• _What the exercise asks_
When the line containing "commanded thrust and" is reached, include it and end there; set down verbatim every line before it, starting at the top of the records.

Supplied material: Begin

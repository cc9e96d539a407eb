//! Projection of a thrust vector and yaw heading onto an attitude
//! setpoint for the inner attitude controller.

use nalgebra::{Matrix3, Rotation3, UnitQuaternion, Vector3};
use num_traits::Float;

use crate::msg::AttitudeSetpoint;

/// Build the attitude whose body z-axis opposes the commanded thrust and
/// whose heading matches `yaw_sp`. The collective thrust magnitude rides
/// along on the setpoint.
pub fn thrust_to_attitude(thr_sp: Vector3<f32>, yaw_sp: f32) -> AttitudeSetpoint {
    let thrust_mag = thr_sp.norm();

    // Thrust points along -body_z (rotors push up in NED).
    let body_z = if thrust_mag > f32::EPSILON {
        -thr_sp / thrust_mag
    } else {
        // No thrust commanded: stay upright.
        Vector3::new(0.0, 0.0, 1.0)
    };

    // Desired heading expressed as the body y-axis direction for level
    // flight, then made orthogonal to body_z.
    let y_c = Vector3::new(-yaw_sp.sin(), yaw_sp.cos(), 0.0);

    let mut body_x = y_c.cross(&body_z);
    if body_z.z < 0.000_001 {
        // Thrust is (nearly) horizontal: heading is ill-defined, keep the
        // nose pointing down-range.
        body_x = Vector3::new(0.0, 0.0, 1.0);
    }
    let body_x = if body_x.norm() > f32::EPSILON {
        body_x / body_x.norm()
    } else {
        Vector3::new(1.0, 0.0, 0.0)
    };

    let body_y = body_z.cross(&body_x);

    let rot = Rotation3::from_matrix_unchecked(Matrix3::from_columns(&[body_x, body_y, body_z]));
    let q = UnitQuaternion::from_rotation_matrix(&rot);
    let (roll, pitch, yaw) = q.euler_angles();

    AttitudeSetpoint {
        roll_body: roll,
        pitch_body: pitch,
        yaw_body: yaw,
        q_d: [q.w, q.i, q.j, q.k],
        thrust: thrust_mag,
        ..Default::default()
    }
}
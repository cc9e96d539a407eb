pub mod control_math;
pub mod derivative;
pub mod fence;
pub mod hysteresis;
pub mod landing;
pub mod position;
pub mod states;
pub mod takeoff;
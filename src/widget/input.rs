//! Draft text held by the input field.

use serde::{Deserialize, Serialize};

/// What the user did to submit the draft.
///
/// Both triggers go through the same submission path.
#[derive(Debug, Clone, Copy, Default, PartialEq, Eq, Serialize, Deserialize)]
#[serde(rename_all = "snake_case")]
pub enum SubmitTrigger {
    /// Enter pressed while the input had focus.
    #[default]
    EnterKey,
    /// The send button was clicked.
    SendButton,
}

/// The not-yet-submitted text plus a revision counter.
///
/// `revision` increases by one on every accepted submission. A client that
/// submits with a revision it already consumed is repeating itself, so the
/// submission is dropped. This keeps one Enter press to one submission even
/// when the key event reaches the server twice.
#[derive(Debug, Clone, Default, PartialEq, Eq)]
pub struct InputController {
    draft: String,
    revision: u64,
}

impl InputController {
    #[must_use]
    pub fn new() -> Self {
        Self::default()
    }

    /// Replace the draft verbatim. No trimming, no validation.
    pub fn set_draft(&mut self, text: impl Into<String>) {
        self.draft = text.into();
    }

    #[must_use]
    pub fn draft(&self) -> &str {
        &self.draft
    }

    #[must_use]
    pub fn revision(&self) -> u64 {
        self.revision
    }

    /// Whether `revision` still names the current draft.
    ///
    /// `None` is a programmatic submission and always current.
    #[must_use]
    pub fn is_current(&self, revision: Option<u64>) -> bool {
        revision.is_none_or(|r| r == self.revision)
    }

    /// Take the draft for sending.
    ///
    /// Returns `None` (and leaves everything untouched) when the draft is
    /// blank or when `revision` is stale. Otherwise the draft is cleared
    /// before returning, and the returned text is exactly what was typed.
    pub fn submit(&mut self, revision: Option<u64>) -> Option<String> {
        if !self.is_current(revision) || self.draft.trim().is_empty() {
            return None;
        }
        self.revision += 1;
        Some(std::mem::take(&mut self.draft))
    }
}
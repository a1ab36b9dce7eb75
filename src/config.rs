use std::path::Path;
use std::time::Duration;

use clap::Parser;
use config::{Config, Environment, File};
use serde::Deserialize;
use url::Url;

use crate::widget::LoadingPolicy;

/// Endpoint the widget relays to unless configured otherwise.
pub const DEFAULT_ENDPOINT: &str = "https://gemini-ai-assistant.onrender.com/chat";

#[derive(Parser, Debug)]
#[command(author, version, about, long_about = None)]
pub struct Cli {
    /// Config file path
    #[arg(short, long, env = "CONFIG_FILE")]
    pub config: Option<String>,

    /// Address to bind
    #[arg(long, env = "HOST")]
    pub host: Option<String>,

    /// Port to listen on
    #[arg(long, env = "PORT")]
    pub port: Option<u16>,

    /// Remote chat endpoint (receives `{"message": ...}`)
    #[arg(long, env = "CHAT_ENDPOINT")]
    pub endpoint: Option<String>,

    /// When the typing indicator clears: `first_settlement` or `all_settled`
    #[arg(long, env = "LOADING_POLICY")]
    pub loading_policy: Option<String>,

    /// Log output: `compact` or `json`
    #[arg(long, env = "LOG_FORMAT")]
    pub log_format: Option<String>,
}

#[derive(Debug, Deserialize, Clone)]
pub struct AppConfig {
    pub server: ServerConfig,
    pub widget: WidgetConfig,
    pub session: SessionConfig,
    pub ui: UiConfig,
    pub log: LogConfig,
}

#[derive(Debug, Deserialize, Clone)]
pub struct ServerConfig {
    pub port: u16,
    pub host: String,
}

#[derive(Debug, Deserialize, Clone)]
pub struct WidgetConfig {
    pub endpoint: Url,
    /// Unset means the HTTP client's default.
    pub request_timeout_secs: Option<u64>,
    pub loading_policy: LoadingPolicy,
}

#[derive(Debug, Deserialize, Clone)]
pub struct SessionConfig {
    pub idle_timeout_secs: u64,
    pub sweep_interval_secs: u64,
}

#[derive(Debug, Deserialize, Clone)]
pub struct UiConfig {
    pub title: String,
    pub htmx_src: String,
    pub htmx_sse_src: String,
    /// Served under `/static` when the directory exists.
    pub static_dir: String,
}

#[derive(Debug, Deserialize, Clone)]
pub struct LogConfig {
    pub format: LogFormat,
}

#[derive(Debug, Deserialize, Clone, Copy, Default, PartialEq, Eq)]
#[serde(rename_all = "lowercase")]
pub enum LogFormat {
    #[default]
    Compact,
    Json,
}

impl AppConfig {
    pub fn load() -> Result<Self, config::ConfigError> {
        Self::load_from_args(std::env::args())
    }

    pub fn load_from_args<I, T>(args: I) -> Result<Self, config::ConfigError>
    where
        I: IntoIterator<Item = T>,
        T: Into<std::ffi::OsString> + Clone,
    {
        let cli =
            Cli::try_parse_from(args).map_err(|e| config::ConfigError::Message(e.to_string()))?;

        // 1. Defaults
        let mut builder = Config::builder()
            .set_default("server.port", 3000)?
            .set_default("server.host", "0.0.0.0")?
            .set_default("widget.endpoint", DEFAULT_ENDPOINT)?
            .set_default("widget.loading_policy", "first_settlement")?
            .set_default("session.idle_timeout_secs", 30 * 60)?
            .set_default("session.sweep_interval_secs", 60)?
            .set_default("ui.title", "🤖 Gemini AI Assistant")?
            .set_default("ui.htmx_src", "https://unpkg.com/htmx.org@2.0.8/dist/htmx.min.js")?
            .set_default("ui.htmx_sse_src", "https://unpkg.com/htmx-ext-sse@2.2.2/sse.js")?
            .set_default("ui.static_dir", "static")?
            .set_default("log.format", "compact")?;

        // 2. Config file: explicit path, else ./config.{yaml,toml,json} if present
        builder = match &cli.config {
            Some(path) => builder.add_source(File::from(Path::new(path)).required(true)),
            None => builder.add_source(File::with_name("config").required(false)),
        };

        // 3. Environment variables, e.g. GCW_SERVER__PORT=8000
        builder = builder.add_source(
            Environment::with_prefix("GCW")
                .prefix_separator("_")
                .separator("__")
                .try_parsing(true),
        );

        // 4. CLI flags (and their plain env vars via clap) win over everything
        if let Some(host) = cli.host {
            builder = builder.set_override("server.host", host)?;
        }
        if let Some(port) = cli.port {
            builder = builder.set_override("server.port", i64::from(port))?;
        }
        if let Some(endpoint) = cli.endpoint {
            builder = builder.set_override("widget.endpoint", endpoint)?;
        }
        if let Some(policy) = cli.loading_policy {
            let policy: LoadingPolicy = policy.parse().map_err(config::ConfigError::Message)?;
            builder = builder.set_override("widget.loading_policy", policy.as_str())?;
        }
        if let Some(format) = cli.log_format {
            builder = builder.set_override("log.format", format)?;
        }

        let cfg = builder.build()?;
        cfg.try_deserialize()
    }

    /// `host:port` for the listener.
    #[must_use]
    pub fn bind_addr(&self) -> String {
        format!("{}:{}", self.server.host, self.server.port)
    }
}

impl WidgetConfig {
    #[must_use]
    pub fn request_timeout(&self) -> Option<Duration> {
        self.request_timeout_secs.map(Duration::from_secs)
    }
}

impl SessionConfig {
    #[must_use]
    pub fn idle_timeout(&self) -> Duration {
        Duration::from_secs(self.idle_timeout_secs)
    }

    #[must_use]
    pub fn sweep_interval(&self) -> Duration {
        Duration::from_secs(self.sweep_interval_secs.max(1))
    }
}

#[cfg(test)]
mod tests {
    use super::*;

    #[test]
    fn test_cli_flags_override_defaults() {
        let config = AppConfig::load_from_args([
            "gemini-chat-widget",
            "--port",
            "4010",
            "--endpoint",
            "http://127.0.0.1:9/chat",
            "--loading-policy",
            "All-Settled",
        ])
        .unwrap();

        assert_eq!(config.server.port, 4010);
        assert_eq!(config.widget.endpoint.as_str(), "http://127.0.0.1:9/chat");
        assert_eq!(config.widget.loading_policy, LoadingPolicy::AllSettled);
        assert_eq!(config.widget.request_timeout(), None);
    }

    #[test]
    fn test_invalid_endpoint_is_rejected() {
        let result =
            AppConfig::load_from_args(["gemini-chat-widget", "--endpoint", "not a url"]);
        assert!(result.is_err());
    }
}
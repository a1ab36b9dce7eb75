//! Error types.
//!
//! None of these reach the user as text: a failed request shows the single
//! error marker in the transcript. The variants exist for the logs.

use thiserror::Error;

/// Why a request to the remote assistant did not produce a reply.
#[derive(Error, Debug)]
pub enum DispatchError {
    /// Connection, TLS, timeout, or body read failure.
    #[error("transport error: {0}")]
    Transport(#[from] reqwest::Error),

    /// The endpoint answered with a non-2xx status.
    #[error("endpoint returned {status}: {body}")]
    Status {
        /// HTTP status code.
        status: u16,
        /// Response body, possibly truncated.
        body: String,
    },

    /// The body was not a JSON object with a string `reply`.
    #[error("malformed reply: {0}")]
    Malformed(#[from] serde_json::Error),
}

/// The widget's UI task is gone, so it can no longer accept actions.
#[derive(Error, Debug, Clone, Copy, PartialEq, Eq)]
#[error("widget is closed")]
pub struct WidgetClosed;
//! Gemini Chat Widget server.
//!
//! Entry point: loads configuration, installs tracing and serves the widget.

use mimalloc::MiMalloc;

/// Global allocator for improved performance (M-MIMALLOC-APPS).
#[global_allocator]
static GLOBAL: MiMalloc = MiMalloc;

use std::sync::Arc;

use dotenvy::dotenv;
use gemini_chat_widget::{config::AppConfig, server, telemetry};

#[tokio::main]
async fn main() -> anyhow::Result<()> {
    // Load .env (if present) before config reads the environment
    let _ = dotenv();

    let config = match AppConfig::load() {
        Ok(config) => Arc::new(config),
        Err(e) => {
            eprintln!("Configuration error: {e}");
            std::process::exit(1);
        }
    };

    telemetry::init(config.log.format);

    tracing::info!(
        name: "config.loaded",
        host = %config.server.host,
        port = config.server.port,
        log_format = ?config.log.format,
        "Configuration loaded"
    );

    server::start_server(config).await
}
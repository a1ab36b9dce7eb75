//! `HttpChatBackend` against a local stub of the remote assistant.

use std::time::Duration;

use axum::http::{HeaderMap, StatusCode, header::USER_AGENT};
use axum::{Json, Router, routing::post};
use gemini_chat_widget::error::DispatchError;
use gemini_chat_widget::widget::{ChatBackend, HttpChatBackend};
use serde_json::{Value, json};
use url::Url;

/// Serve `app` on an ephemeral port and return the `/chat` URL.
async fn spawn_stub(app: Router) -> Url {
    let listener = tokio::net::TcpListener::bind("127.0.0.1:0").await.unwrap();
    let addr = listener.local_addr().unwrap();
    tokio::spawn(async move {
        axum::serve(listener, app).await.unwrap();
    });
    Url::parse(&format!("http://{addr}/chat")).unwrap()
}

fn backend(endpoint: Url) -> HttpChatBackend {
    HttpChatBackend::new(endpoint, Some(Duration::from_secs(5))).unwrap()
}

#[tokio::test]
async fn test_reply_is_returned() {
    let app = Router::new().route(
        "/chat",
        post(|Json(body): Json<Value>| async move {
            let message = body["message"].as_str().unwrap_or_default().to_string();
            Json(json!({ "reply": format!("You said: {message}"), "model": "stub" }))
        }),
    );
    let endpoint = spawn_stub(app).await;

    let reply = backend(endpoint).send("Hello").await.unwrap();
    assert_eq!(reply, "You said: Hello");
}

#[tokio::test]
async fn test_supplied_client_is_used() {
    let app = Router::new().route(
        "/chat",
        post(|headers: HeaderMap| async move {
            let agent = headers[USER_AGENT].to_str().unwrap_or_default().to_string();
            Json(json!({ "reply": agent }))
        }),
    );
    let endpoint = spawn_stub(app).await;
    let http = reqwest::Client::builder()
        .user_agent("chat-widget-test/1.0")
        .build()
        .unwrap();

    let backend = HttpChatBackend::with_client(endpoint.clone(), http);
    assert_eq!(backend.endpoint(), &endpoint);
    assert_eq!(backend.send("Hello").await.unwrap(), "chat-widget-test/1.0");
}

#[tokio::test]
async fn test_server_error_is_status_error() {
    let app = Router::new().route(
        "/chat",
        post(|| async {
            (
                StatusCode::INTERNAL_SERVER_ERROR,
                Json(json!({ "error": "quota exceeded" })),
            )
        }),
    );
    let endpoint = spawn_stub(app).await;

    let err = backend(endpoint).send("Ping").await.unwrap_err();
    match err {
        DispatchError::Status { status, body } => {
            assert_eq!(status, 500);
            assert!(body.contains("quota exceeded"));
        }
        other => panic!("expected status error, got {other:?}"),
    }
}

#[tokio::test]
async fn test_invalid_json_is_malformed() {
    let app = Router::new().route("/chat", post(|| async { "not json at all" }));
    let endpoint = spawn_stub(app).await;

    let err = backend(endpoint).send("Ping").await.unwrap_err();
    assert!(matches!(err, DispatchError::Malformed(_)));
}

#[tokio::test]
async fn test_missing_reply_is_malformed() {
    let app = Router::new().route(
        "/chat",
        post(|| async { Json(json!({ "answer": "wrong field" })) }),
    );
    let endpoint = spawn_stub(app).await;

    let err = backend(endpoint).send("Ping").await.unwrap_err();
    assert!(matches!(err, DispatchError::Malformed(_)));
}

#[tokio::test]
async fn test_non_string_reply_is_malformed() {
    let app = Router::new().route("/chat", post(|| async { Json(json!({ "reply": 42 })) }));
    let endpoint = spawn_stub(app).await;

    let err = backend(endpoint).send("Ping").await.unwrap_err();
    assert!(matches!(err, DispatchError::Malformed(_)));
}

#[tokio::test]
async fn test_connection_refused_is_transport_error() {
    // Bind then drop to get a port nothing listens on.
    let listener = tokio::net::TcpListener::bind("127.0.0.1:0").await.unwrap();
    let addr = listener.local_addr().unwrap();
    drop(listener);

    let endpoint = Url::parse(&format!("http://{addr}/chat")).unwrap();
    let err = backend(endpoint).send("Ping").await.unwrap_err();
    assert!(matches!(err, DispatchError::Transport(_)));
}

#[tokio::test]
async fn test_timeout_is_transport_error() {
    let app = Router::new().route(
        "/chat",
        post(|| async {
            tokio::time::sleep(Duration::from_secs(5)).await;
            Json(json!({ "reply": "too late" }))
        }),
    );
    let endpoint = spawn_stub(app).await;

    let slow = HttpChatBackend::new(endpoint, Some(Duration::from_millis(100))).unwrap();
    let err = slow.send("Ping").await.unwrap_err();
    assert!(matches!(err, DispatchError::Transport(_)));
}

Supplied material: End

• _Answer_
repository cc9e96d539a407eb
//! Projection of a thrust vector and yaw heading onto an attitude
//! setpoint for the inner attitude controller.

use nalgebra::{Matrix3, Rotation3, UnitQuaternion, Vector3};
use num_traits::Float;

use crate::msg::AttitudeSetpoint;

/// Build the attitude whose body z-axis opposes the commanded thrust and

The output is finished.